What is most interesting in Wat Suthat ?

Wat Suthat

The giant swing

       King Rama I built the Giant Swing in front of the Devasathan shrine in 1784. The swing ceremony was discontinued during Rama II’s reign because the swing had been structurally damaged by thunderbolts. It was renovated and relocated to its current location in 1920 to make way for a gas plant. The ceremony was repeated until 1935, when it was canceled due to several fatal accidents.

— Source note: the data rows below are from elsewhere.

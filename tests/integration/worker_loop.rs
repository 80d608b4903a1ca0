//! The worker run loop: dispatch, panic isolation, unregistered tasks,
//! and shutdown.

use std::time::Duration;

use deferq::{Task, Worker};
use tokio::sync::mpsc;
use tokio::time::timeout;

use crate::common::{test_arg, test_queue, TestArg};

const WAIT: Duration = Duration::from_secs(10);

#[tokio::test(flavor = "multi_thread")]
#[ignore = "requires redis"]
async fn worker_dispatches_multi_argument_handlers() {
    let queue = test_queue().await;
    let mut worker = Worker::new(queue.clone());
    let (tx, mut rx) = mpsc::unbounded_channel::<i64>();

    worker.register_as("pkg.sum", {
        move |a: i64, b: i64| {
            let tx = tx.clone();
            async move {
                tx.send(a + b).ok();
            }
        }
    });

    queue
        .enqueue(&Task::new("pkg.sum", (2i64, 3i64)).unwrap())
        .await
        .unwrap();

    let handle = worker.handle();
    let running = tokio::spawn(async move { worker.run().await });

    let received = timeout(WAIT, rx.recv()).await.unwrap().unwrap();
    assert_eq!(received, 5);

    handle.stop();
    timeout(WAIT, running).await.unwrap().unwrap().unwrap();

    assert_eq!(queue.len().await.unwrap(), 0);
    queue.clear().await.unwrap();
}

#[tokio::test(flavor = "multi_thread")]
#[ignore = "requires redis"]
async fn worker_survives_a_panicking_handler() {
    let queue = test_queue().await;
    let mut worker = Worker::new(queue.clone());
    let worker_id = worker.worker_id().to_string();
    let (tx, mut rx) = mpsc::unbounded_channel::<TestArg>();

    worker.register_as("pkg.boom", |_arg: TestArg| async move {
        panic!("handler exploded");
        #[allow(unreachable_code)]
        ()
    });
    worker.register_as("pkg.fine", {
        move |arg: TestArg| {
            let tx = tx.clone();
            async move {
                tx.send(arg).ok();
            }
        }
    });

    queue
        .enqueue(&Task::new("pkg.boom", (test_arg(),)).unwrap())
        .await
        .unwrap();
    queue
        .enqueue(&Task::new("pkg.fine", (test_arg(),)).unwrap())
        .await
        .unwrap();

    let handle = worker.handle();
    let running = tokio::spawn(async move { worker.run().await });

    // The second task still runs, so the panic did not kill the loop.
    let received = timeout(WAIT, rx.recv()).await.unwrap().unwrap();
    assert_eq!(received, test_arg());

    handle.stop();
    timeout(WAIT, running).await.unwrap().unwrap().unwrap();

    // Both tasks were released, even the one that panicked.
    let mut conn = queue.pool().get().await.unwrap();
    let in_flight: usize = redis::cmd("HLEN")
        .arg(queue.processing_key())
        .query_async(&mut *conn)
        .await
        .unwrap();
    assert_eq!(in_flight, 0);

    // The liveness key is gone after a clean shutdown.
    let alive: Option<String> = redis::cmd("GET")
        .arg(&worker_id)
        .query_async(&mut *conn)
        .await
        .unwrap();
    assert!(alive.is_none());

    drop(conn);
    queue.clear().await.unwrap();
}

#[tokio::test(flavor = "multi_thread")]
#[ignore = "requires redis"]
async fn unregistered_tasks_are_dropped_not_wedged() {
    let queue = test_queue().await;
    let mut worker = Worker::new(queue.clone());
    let (tx, mut rx) = mpsc::unbounded_channel::<i64>();

    worker.register_as("pkg.known", {
        move |v: i64| {
            let tx = tx.clone();
            async move {
                tx.send(v).ok();
            }
        }
    });

    queue
        .enqueue(&Task::new("pkg.unknown", (1i64,)).unwrap())
        .await
        .unwrap();
    queue
        .enqueue(&Task::new("pkg.known", (2i64,)).unwrap())
        .await
        .unwrap();

    let handle = worker.handle();
    let running = tokio::spawn(async move { worker.run().await });

    let received = timeout(WAIT, rx.recv()).await.unwrap().unwrap();
    assert_eq!(received, 2);

    handle.stop();
    timeout(WAIT, running).await.unwrap().unwrap().unwrap();

    // The unknown task was released rather than left in flight.
    let mut conn = queue.pool().get().await.unwrap();
    let in_flight: usize = redis::cmd("HLEN")
        .arg(queue.processing_key())
        .query_async(&mut *conn)
        .await
        .unwrap();
    assert_eq!(in_flight, 0);

    drop(conn);
    queue.clear().await.unwrap();
}

#[tokio::test(flavor = "multi_thread")]
#[ignore = "requires redis"]
async fn worker_heartbeats_while_running() {
    let queue = test_queue().await;
    let worker = Worker::new(queue.clone());
    let worker_id = worker.worker_id().to_string();

    let handle = worker.handle();
    let running = tokio::spawn(async move {
        let mut worker = worker;
        worker.run().await
    });

    // The first heartbeat fires immediately on startup.
    let mut alive: Option<String> = None;
    for _ in 0..50 {
        let mut conn = queue.pool().get().await.unwrap();
        alive = redis::cmd("GET")
            .arg(&worker_id)
            .query_async(&mut *conn)
            .await
            .unwrap();
        if alive.is_some() {
            break;
        }
        tokio::time::sleep(Duration::from_millis(100)).await;
    }
    assert!(alive.is_some(), "liveness key was never written");

    handle.stop();
    timeout(WAIT, running).await.unwrap().unwrap().unwrap();
    queue.clear().await.unwrap();
}

#[tokio::test(flavor = "multi_thread")]
#[ignore = "requires redis"]
async fn worker_can_run_again_after_stopping() {
    let queue = test_queue().await;
    let mut worker = Worker::new(queue.clone());
    let handle = worker.handle();

    let running = tokio::spawn(async move {
        let first = worker.run().await;
        (worker, first)
    });

    // Wait until the loop is up, then stop it.
    tokio::time::sleep(Duration::from_millis(200)).await;
    handle.stop();
    let (mut worker, first) = timeout(WAIT, running).await.unwrap().unwrap();
    first.unwrap();

    // A stopped worker can run again...
    let handle = worker.handle();
    let running = tokio::spawn(async move {
        let again = worker.run().await;
        (worker, again)
    });
    tokio::time::sleep(Duration::from_millis(200)).await;
    handle.stop();
    let (_worker, again) = timeout(WAIT, running).await.unwrap().unwrap();
    again.unwrap();

    queue.clear().await.unwrap();
}
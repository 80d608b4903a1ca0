//! Periodic recovery driver.
//!
//! Workers crash; their liveness keys expire; their in-flight tasks sit in
//! the processing hash until someone puts them back. The sweeper is that
//! someone: it calls [`Queue::requeue_lost`] on each of its queues on a
//! fixed interval. Run one sweeper process per deployment; it is
//! independent of the workers.

use std::time::Duration;

use crate::queue::Queue;
use crate::worker::{RunStatus, StatusCell};

const DEFAULT_SWEEP_INTERVAL: Duration = Duration::from_secs(60);

/// Recovers lost tasks across one or more queues.
///
/// Cloning shares the lifecycle state, so a clone can be moved into a
/// spawned task while the original keeps control via [`stop`](Self::stop).
#[derive(Debug, Clone)]
pub struct Sweeper {
    queues: Vec<Queue>,
    interval: Duration,
    status: StatusCell,
}

impl Sweeper {
    /// Creates a sweeper over the given queues with the default interval
    /// of sixty seconds.
    #[must_use]
    pub fn new(queues: Vec<Queue>) -> Self {
        Self {
            queues,
            interval: DEFAULT_SWEEP_INTERVAL,
            status: StatusCell::new(),
        }
    }

    /// Overrides the sweep interval. Zero is ignored.
    pub fn set_interval(&mut self, interval: Duration) {
        if !interval.is_zero() {
            self.interval = interval;
        }
    }

    /// The current lifecycle state.
    #[must_use]
    pub fn status(&self) -> RunStatus {
        self.status.load()
    }

    /// Runs recovery passes until stopped. Returns immediately if the
    /// sweeper is already running.
    pub async fn run(&self) {
        if !self
            .status
            .transition(RunStatus::Stopped, RunStatus::Running)
        {
            tracing::warn!("sweeper is already running");
            return;
        }

        tracing::info!(queues = self.queues.len(), "sweeper started");
        while self.status.load() == RunStatus::Running {
            self.sweep().await;
            tokio::time::sleep(self.interval).await;
        }
        self.status.store(RunStatus::Stopped);
        tracing::info!("sweeper stopped");
    }

    /// Requests shutdown; the loop exits at its next check.
    pub fn stop(&self) {
        self.status
            .transition(RunStatus::Running, RunStatus::Stopping);
    }

    async fn sweep(&self) {
        for queue in &self.queues {
            if let Err(err) = queue.requeue_lost().await {
                tracing::error!(queue = %queue.name(), error = %err, "requeue-lost failed");
            }
        }
    }
}
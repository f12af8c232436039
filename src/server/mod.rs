//! HTTP API server
//!
//! Thin request/response mapping over the store and scheduler. The preferred
//! port may be taken by another process; the original deployment expects the
//! service to fall back through a fixed list before giving up.

pub mod handlers;

use axum::routing::{get, post};
use axum::Router;
use std::io::ErrorKind;
use std::sync::Arc;
use tokio::net::TcpListener;
use tower_http::cors::CorsLayer;

use crate::ingest::{IngestionScheduler, LifelogStore};

/// Ports tried in order when the preferred one is already in use.
const FALLBACK_PORTS: [u16; 5] = [3001, 3002, 8080, 8081, 8082];

/// Shared state handed to every request handler
#[derive(Clone)]
pub struct AppState {
    pub store: Arc<dyn LifelogStore>,
    pub scheduler: Arc<IngestionScheduler>,
}

/// Create the application router with all endpoints
pub fn create_router(state: AppState) -> Router {
    Router::new()
        .route("/", get(handlers::index))
        .route("/api/status", get(handlers::status))
        .route("/api/lifelogs", get(handlers::list_lifelogs))
        .route("/api/ingest", post(handlers::trigger_ingest))
        .route("/api/unparsed", get(handlers::list_unparsed))
        .route("/api/mark-parsed/{id}", post(handlers::mark_parsed))
        .layer(CorsLayer::permissive())
        .with_state(state)
}

/// Bind the preferred port, falling back through `FALLBACK_PORTS` on
/// contention. Any other bind error is returned as-is.
async fn bind_with_fallback(preferred: u16) -> std::io::Result<TcpListener> {
    match TcpListener::bind(("0.0.0.0", preferred)).await {
        Ok(listener) => Ok(listener),
        Err(e) if e.kind() == ErrorKind::AddrInUse => {
            log::warn!("Port {} is already in use, trying alternative ports", preferred);
            for port in FALLBACK_PORTS {
                match TcpListener::bind(("0.0.0.0", port)).await {
                    Ok(listener) => return Ok(listener),
                    Err(e) if e.kind() == ErrorKind::AddrInUse => {
                        log::warn!("Alternative port {} is also in use", port);
                    }
                    Err(e) => return Err(e),
                }
            }
            log::error!("Could not bind server on any port");
            Err(e)
        }
        Err(e) => Err(e),
    }
}

/// Start the HTTP server and serve until the process exits.
pub async fn start_server(state: AppState, preferred_port: u16) -> std::io::Result<()> {
    let app = create_router(state);
    let listener = bind_with_fallback(preferred_port).await?;
    log::info!("🌐 Server listening on {}", listener.local_addr()?);
    axum::serve(listener, app).await
}
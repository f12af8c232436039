//! Service configuration from environment variables

use std::env;

/// Configuration for the ingestion service
///
/// Loaded from environment variables with sensible defaults. A `.env` file
/// is honored when present (loaded by the binary before this runs).
#[derive(Debug, Clone)]
pub struct AppConfig {
    /// Limitless API key, sent as the X-API-Key header
    pub api_key: String,

    /// Base URL of the upstream API
    pub api_base_url: String,

    /// Path to the SQLite database file
    pub db_path: String,

    /// Seconds between scheduled ingestion runs
    pub ingest_interval_secs: u64,

    /// Whether to start the HTTP API server
    pub enable_server: bool,

    /// Preferred listen port for the HTTP server
    pub port: u16,

    /// Timezone forwarded upstream when a request does not specify one
    pub timezone: String,
}

impl AppConfig {
    /// Load configuration from environment variables
    ///
    /// Environment variables:
    /// - `LIMITLESS_API_KEY` (default: empty)
    /// - `LIMITLESS_API_URL` (default: https://api.limitless.ai)
    /// - `DB_PATH` (default: ./data/limitless.db)
    /// - `INGESTION_INTERVAL_SECS` (default: 1800)
    /// - `ENABLE_SERVER` (default: true)
    /// - `PORT` (default: 3000)
    /// - `LIMITLESS_TIMEZONE` (default: UTC)
    pub fn from_env() -> Self {
        Self {
            api_key: env::var("LIMITLESS_API_KEY").unwrap_or_default(),

            api_base_url: env::var("LIMITLESS_API_URL")
                .unwrap_or_else(|_| "https://api.limitless.ai".to_string()),

            db_path: env::var("DB_PATH").unwrap_or_else(|_| "./data/limitless.db".to_string()),

            ingest_interval_secs: env::var("INGESTION_INTERVAL_SECS")
                .ok()
                .and_then(|s| s.parse().ok())
                .unwrap_or(1_800),

            enable_server: env::var("ENABLE_SERVER")
                .ok()
                .and_then(|s| s.parse().ok())
                .unwrap_or(true),

            port: env::var("PORT").ok().and_then(|s| s.parse().ok()).unwrap_or(3000),

            timezone: env::var("LIMITLESS_TIMEZONE").unwrap_or_else(|_| "UTC".to_string()),
        }
    }
}
//! Lifeflow - lifelog ingestion service
//!
//! Periodically pulls timestamped lifelog records from the Limitless API,
//! persists new ones into SQLite, and exposes the accumulated data through
//! a small read/write HTTP API.

pub mod ingest;
pub mod server;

      The last renovations were completed in 1959, and the wooden pillars were showing signs of serious damage after 45 years of exposure to the elements. In April 2005, major reconstruction began. Six teak tree trunks were used in this project. The two used for the swing’s main structure are over 3.5 m in circumference and over 30 m in height. The remaining four are 2.30 m in circumference and 20 m in height and are used for support. [1] The swing was removed in late October 2006, and the work was completed in December of the same year. The rebuilt swing was devoted in September 2007 during royal ceremonies presided over by King Bhumibol Adulyadej. The original swing’s timbers are housed in the Bangkok National Museum.  The Giant Swing, along with Wat Suthat, was proposed as a future UNESCO World Heritage site in 2005.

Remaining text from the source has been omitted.